Protein Adsorption Study
Single-use systems are increasingly used in downstream processing, final formulation, and filling to process fluids of a critical nature, including protein-containing solutions. These systems gained acceptance for storage and processing at manufacturing scale of recombinant proteins or monoclonal antibodies in liquid or frozen forms. Container-protein interactions may include potential adsorption of the protein onto the container surfaces.
In this study, traditional glassware used in analytical and bioprocess applications was also tested.
The quantities of adsorbed protein were low, thus RP-HPLC was selected for its sensitive and quantitative method of amino acid analysis.
The major driving forces influencing the adsorption of proteins onto solid surfaces are hydrophobic and electrostatic interactions. These interactions are responsible for nonspecific protein binding on a variety of surfaces. Interaction factors between the surface and protein are modulated by the physical state of the surface, the composition and pH of the solution, the storage conditions (temperature, contact time) and the concentration and structural and conformational properties of the protein.
Test conditions. Protein adsorption levels are dependent on a variety of different parameters, chosen according to standards used in the field. The flexible single-use containers were made of ethylene vinyl acetate copolymer (Evam and Stedim 71) or low-density polyethylene (Stedim 40). The study was performed under worst-case conditions in respect to contact surface-to-volume ratio.
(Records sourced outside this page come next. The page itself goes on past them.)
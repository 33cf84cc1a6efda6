// Mouse input: crate-local event type decoupled from the backend so tests
// can construct events without naming crossterm.
pub use crossterm::event::{MouseButton, MouseEventKind};

#[derive(Debug, Clone, Copy, PartialEq, Eq)]
pub struct MouseEvent {
    pub column: u16,
    pub row: u16,
    pub kind: MouseEventKind,
}

impl From<crossterm::event::MouseEvent> for MouseEvent {
    fn from(me: crossterm::event::MouseEvent) -> Self {
        MouseEvent {
            column: me.column,
            row: me.row,
            kind: me.kind,
        }
    }
}

pub fn is_left_down(me: &MouseEvent) -> bool {
    matches!(me.kind, MouseEventKind::Down(MouseButton::Left))
}
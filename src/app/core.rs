use std::path::PathBuf;
use std::time::Instant;

use ratatui::layout::Rect;

use self::geometry::ContentLayout;
use self::scrollspy::{FrameRequest, FrameScheduler, Scrollspy};
use self::sidebar::SidebarState;
use self::smooth::SmoothScroll;
use self::viewport::ViewportState;
use crate::app::settings::Settings;
use crate::app::types::{Document, SidebarLink};
use crate::doc::loader::{self, DocError};

pub mod geometry;
pub mod ripple;
pub mod scrollspy;
pub mod sidebar;
pub mod smooth;
pub mod viewport;

mod navigation;

/// Top-level application state: the loaded document, scroll state, sidebar,
/// and the scrollspy that ties them together.
pub struct App {
    pub doc: Document,
    pub source: Option<PathBuf>,
    pub viewport: ViewportState,
    pub smooth: SmoothScroll,
    pub sidebar: SidebarState,
    pub spy: Option<Scrollspy>,
    pub settings: Settings,
    pub frames: FrameRequest,
    /// Timestamp of the frame being rendered, for ripple animation.
    pub frame_now: Instant,
    /// Transient one-line message for the footer.
    pub status: Option<String>,
    /// Reload automatically when the source file changes (fs-watch builds).
    pub watch: bool,
}

impl App {
    pub fn new(doc: Document, source: Option<PathBuf>, settings: Settings) -> Self {
        let frames = FrameRequest::new();
        let sidebar = SidebarState::from_document(&doc);
        let spy = Scrollspy::attach(Box::new(frames.clone()));
        App {
            doc,
            source,
            viewport: ViewportState::default(),
            smooth: SmoothScroll::default(),
            sidebar,
            spy: Some(spy),
            settings,
            frames,
            frame_now: Instant::now(),
            status: None,
            watch: false,
        }
    }

    /// Whether anything asked for a prompt redraw since the last frame.
    pub fn wants_frame(&self) -> bool {
        self.frames.is_requested()
    }

    pub fn request_frame(&self) {
        self.frames.request_frame();
    }

    /// Replaces the scrollspy with a freshly attached one. The new instance
    /// queues its own initial refresh.
    pub fn attach_scrollspy(&mut self) {
        self.spy = Some(Scrollspy::attach(Box::new(self.frames.clone())));
    }

    /// Stops tracking: the highlight disappears and scrolling no longer
    /// schedules refreshes. Live ripples vanish with the spy.
    pub fn detach_scrollspy(&mut self) {
        self.spy = None;
        self.request_frame();
    }

    /// Per-frame work, run once before each draw: advance the smooth
    /// scroll, recompute geometry at the new offset, and let the spy run
    /// any pending refresh against it.
    pub fn on_frame(&mut self, content: Rect, now: Instant) {
        self.frames.take();
        self.frame_now = now;

        if let Some(next) = self.smooth.tick(self.viewport.offset()) {
            self.viewport.set_offset(next);
            if let Some(spy) = self.spy.as_mut() {
                spy.schedule_refresh();
            }
        }

        let offset = i32::from(self.viewport.row_offset());
        let layout = ContentLayout::compute(content, &self.doc, offset);
        if let Some(layout) = &layout {
            self.viewport
                .set_measurements(layout.content_height(), layout.viewport_height());
        }
        if let Some(spy) = self.spy.as_mut() {
            spy.on_frame(layout.as_ref(), now);
            if spy.has_ripples() {
                self.frames.request_frame();
            }
        }
        if self.smooth.is_animating() {
            self.frames.request_frame();
        }
    }

    /// Immediate recomputation, used on terminal resize: geometry changed
    /// under us, so the highlight is corrected in the same pass rather than
    /// waiting for a scheduled frame.
    pub fn refresh_now(&mut self, content: Rect) {
        let offset = i32::from(self.viewport.row_offset());
        if let Some(layout) = ContentLayout::compute(content, &self.doc, offset) {
            self.viewport
                .set_measurements(layout.content_height(), layout.viewport_height());
            if let Some(spy) = self.spy.as_mut() {
                spy.refresh_active_link(&layout);
            }
        }
        self.request_frame();
    }

    /// Activates a sidebar link at the given row rect, from a pointer
    /// position or (for keyboard activation) from its center.
    pub fn activate_link(
        &mut self,
        link: &SidebarLink,
        link_area: Rect,
        pointer: Option<(u16, u16)>,
        content: Rect,
        now: Instant,
    ) {
        let offset = i32::from(self.viewport.row_offset());
        let layout = ContentLayout::compute(content, &self.doc, offset);
        if let Some(spy) = self.spy.as_mut() {
            spy.activate_link(link, link_area, pointer, layout.as_ref(), &mut self.smooth, now);
        }
        if !self.settings.smooth_scroll {
            if let Some(target) = self.smooth.target() {
                self.smooth.cancel();
                self.viewport.set_offset(target);
                if let Some(spy) = self.spy.as_mut() {
                    spy.schedule_refresh();
                }
            }
        }
    }

    /// Reloads the document from its source file, rebuilds the sidebar, and
    /// re-attaches the scrollspy. Returns `Ok(false)` when the app runs on
    /// the built-in sample and there is nothing to reload.
    pub fn reload(&mut self) -> Result<bool, DocError> {
        let Some(path) = self.source.clone() else {
            return Ok(false);
        };
        self.doc = loader::load_document(&path)?;
        self.sidebar.reload(&self.doc);
        self.smooth.cancel();
        self.attach_scrollspy();
        Ok(true)
    }
}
Two model proteins commonly used in biotechnology were chosen: bovine serum albumin (BSA) and bovine polyclonal Immunoglobulin G (IgG). 10 mg/mL BSA and 1 mg/mL bovine IgG solutions were prepared in a phosphate-buffered saline at pH 7.2.
The bags and glass containers were filled with the protein solutions and stored at 5C and 37C. Sample containers were removed from storage and analyzed at regular time intervals (4 hours, 1 day, 3 days, 1 week and 1 month).
Conclusions. Low binding levels of the model proteins were measured on polymeric surfaces and on the borosilicate glass surface. The maximum amount of protein adsorbed (g/cm2) over the storage period for each container is summarized in Table 2. The adsorption level of the two proteins to tested plastic films was low.
The maximum level of protein potentially adsorbed onto Stedim bags filled at nominal capacity at 5C is summarized in Table 3 and illustrated for Flexboy bags in Figure 2.
These values were obtained for the bags with the greatest surface-to-volume ratio for each bag range, which represent a worst-case compared to large volume bags.
The extrapolation of the results obtained with the Stedim product range gives a maximum level of adsorption of 0.14% of the initial protein content, which is low and not significant according to the ICH Harmonized Tripartite Guideline Q1A titled Stability Testing of New Drug Substances and Products.